▸ **Required action**
Pull out every line of the listing below where "build" appears.
________
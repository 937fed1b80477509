use std::collections::BTreeMap;
use std::fs;
use std::path::Path;
use std::sync::OnceLock;

use regex::Regex;

const DEFINE_FLAG_PREFIX: &str = "-D";

/// A configuration macro value as written in a header or build flag.
#[derive(Debug, Clone, PartialEq)]
pub enum MacroValue {
    Int(i64),
    Float(f64),
    Str(String),
    /// `#define NAME` with no value, or a bare `-DNAME` flag.
    Defined,
}

impl MacroValue {
    // Coercion order is fixed: integer, then float, then trimmed string.
    pub fn coerce(raw: &str) -> MacroValue {
        let trimmed = raw.trim();
        if let Ok(i) = trimmed.parse::<i64>() {
            return MacroValue::Int(i);
        }
        if let Ok(f) = trimmed.parse::<f64>() {
            return MacroValue::Float(f);
        }
        MacroValue::Str(trimmed.to_string())
    }
}

fn define_re() -> &'static Regex {
    static RE: OnceLock<Regex> = OnceLock::new();
    RE.get_or_init(|| {
        Regex::new(r"^#define\s+(\w+)(?:\s+(.+))?$").expect("define pattern is valid")
    })
}

/// Extracts `#define NAME [VALUE]` entries from a header file.
///
/// `//` starts a same-line comment; lines that do not match the define shape
/// are skipped without comment. A missing file yields an empty mapping and a
/// warning, since the user-level header is optional.
pub fn extract_defines(path: &Path) -> BTreeMap<String, MacroValue> {
    let mut macros = BTreeMap::new();
    let text = match fs::read_to_string(path) {
        Ok(t) => t,
        Err(_) => {
            println!("WARN: config header {} not found", path.display());
            return macros;
        }
    };

    for line in text.lines() {
        let line = line.split("//").next().unwrap_or("").trim();
        if line.is_empty() {
            continue;
        }
        let Some(caps) = define_re().captures(line) else {
            continue;
        };
        let name = caps[1].to_string();
        let value = match caps.get(2) {
            Some(rest) => MacroValue::coerce(rest.as_str()),
            None => MacroValue::Defined,
        };
        macros.insert(name, value);
    }
    macros
}

// `-DNAME` or `-DNAME=VALUE`; the value stays a raw string (no coercion).
// Tokens without the define prefix belong to the compiler, not to us.
fn parse_define_flags(tokens: &[String]) -> BTreeMap<String, MacroValue> {
    let mut macros = BTreeMap::new();
    for token in tokens {
        let Some(body) = token.strip_prefix(DEFINE_FLAG_PREFIX) else {
            continue;
        };
        match body.split_once('=') {
            Some((name, value)) => {
                macros.insert(name.trim().to_string(), MacroValue::Str(value.trim().into()));
            }
            None => {
                macros.insert(body.trim().to_string(), MacroValue::Defined);
            }
        }
    }
    macros
}

/// The merged macro mapping a build invocation evaluates conditions against.
#[derive(Debug, Clone, Default)]
pub struct MacroStore {
    map: BTreeMap<String, MacroValue>,
}

impl MacroStore {
    /// Layered union; later layers overwrite same-named keys from earlier
    /// ones. Precedence is fixed: system header, then user header, then
    /// build flags.
    pub fn merge(
        system: BTreeMap<String, MacroValue>,
        user: BTreeMap<String, MacroValue>,
        flag_tokens: &[String],
    ) -> MacroStore {
        let mut map = system;
        map.extend(user);
        map.extend(parse_define_flags(flag_tokens));
        MacroStore { map }
    }

    /// Reads both header layers and merges the build flags on top. A missing
    /// header warns inside `extract_defines` and contributes nothing, which
    /// is the expected case for the optional user header.
    pub fn load(system_path: &Path, user_path: &Path, flag_tokens: &[String]) -> MacroStore {
        let system = extract_defines(system_path);
        let user = extract_defines(user_path);
        Self::merge(system, user, flag_tokens)
    }

    pub fn get(&self, name: &str) -> Option<&MacroValue> {
        self.map.get(name)
    }

    pub fn contains(&self, name: &str) -> bool {
        self.map.contains_key(name)
    }

    pub fn iter(&self) -> impl Iterator<Item = (&String, &MacroValue)> {
        self.map.iter()
    }

    pub fn len(&self) -> usize {
        self.map.len()
    }

    pub fn is_empty(&self) -> bool {
        self.map.is_empty()
    }
}

#[cfg(test)]
impl<const N: usize> From<[(&str, MacroValue); N]> for MacroStore {
    fn from(entries: [(&str, MacroValue); N]) -> Self {
        MacroStore {
            map: entries
                .into_iter()
                .map(|(k, v)| (k.to_string(), v))
                .collect(),
        }
    }
}

#[cfg(test)]
mod tests {
    use super::*;
    use tempfile::tempdir;

    fn write_header(dir: &Path, name: &str, body: &str) -> std::path::PathBuf {
        let path = dir.join(name);
        fs::write(&path, body).unwrap();
        path
    }

    #[test]
    fn coercion_order_is_int_float_string() {
        assert_eq!(MacroValue::coerce("5"), MacroValue::Int(5));
        assert_eq!(MacroValue::coerce("-3"), MacroValue::Int(-3));
        assert_eq!(MacroValue::coerce("5.5"), MacroValue::Float(5.5));
        assert_eq!(MacroValue::coerce("  foo "), MacroValue::Str("foo".into()));
    }

    #[test]
    fn extract_handles_comments_and_bare_defines() {
        let temp = tempdir().unwrap();
        let path = write_header(
            temp.path(),
            "config.system.h",
            "// header comment\n\
             #define USE_CLOCK_CUSTOM 3 // pick a face\n\
             #define WIFI_SSID MyNetwork\n\
             #define FEATURE_FLAG\n\
             #define  \n\
             not a define\n",
        );

        let macros = extract_defines(&path);
        assert_eq!(macros.get("USE_CLOCK_CUSTOM"), Some(&MacroValue::Int(3)));
        assert_eq!(
            macros.get("WIFI_SSID"),
            Some(&MacroValue::Str("MyNetwork".into()))
        );
        assert_eq!(macros.get("FEATURE_FLAG"), Some(&MacroValue::Defined));
        assert_eq!(macros.len(), 3);
    }

    #[test]
    fn extract_warns_and_returns_empty_for_missing_file() {
        let temp = tempdir().unwrap();
        let macros = extract_defines(&temp.path().join("nope.h"));
        assert!(macros.is_empty());
    }

    #[test]
    fn later_layers_override_earlier_ones() {
        let system = BTreeMap::from([("A".to_string(), MacroValue::Int(1))]);
        let user = BTreeMap::from([("A".to_string(), MacroValue::Int(2))]);
        let store = MacroStore::merge(system, user, &[]);
        assert_eq!(store.get("A"), Some(&MacroValue::Int(2)));

        let system = BTreeMap::from([("A".to_string(), MacroValue::Int(1))]);
        let store = MacroStore::merge(system, BTreeMap::new(), &["-DA=3".to_string()]);
        // Flag values stay raw strings.
        assert_eq!(store.get("A"), Some(&MacroValue::Str("3".into())));
    }

    #[test]
    fn flag_tokens_without_define_prefix_are_ignored() {
        let tokens = vec![
            "-Wall".to_string(),
            "-DMODE=fast=yes".to_string(),
            "-DBARE".to_string(),
        ];
        let store = MacroStore::merge(BTreeMap::new(), BTreeMap::new(), &tokens);
        assert_eq!(store.len(), 2);
        // Split happens on the first '=' only.
        assert_eq!(store.get("MODE"), Some(&MacroValue::Str("fast=yes".into())));
        assert_eq!(store.get("BARE"), Some(&MacroValue::Defined));
        assert!(!store.contains("Wall"));
    }
}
________
▸ **Answer to this task**
/// A configuration macro value as written in a header or build flag.
/// The merged macro mapping a build invocation evaluates conditions against.
    /// build flags.
    /// Reads both header layers and merges the build flags on top. A missing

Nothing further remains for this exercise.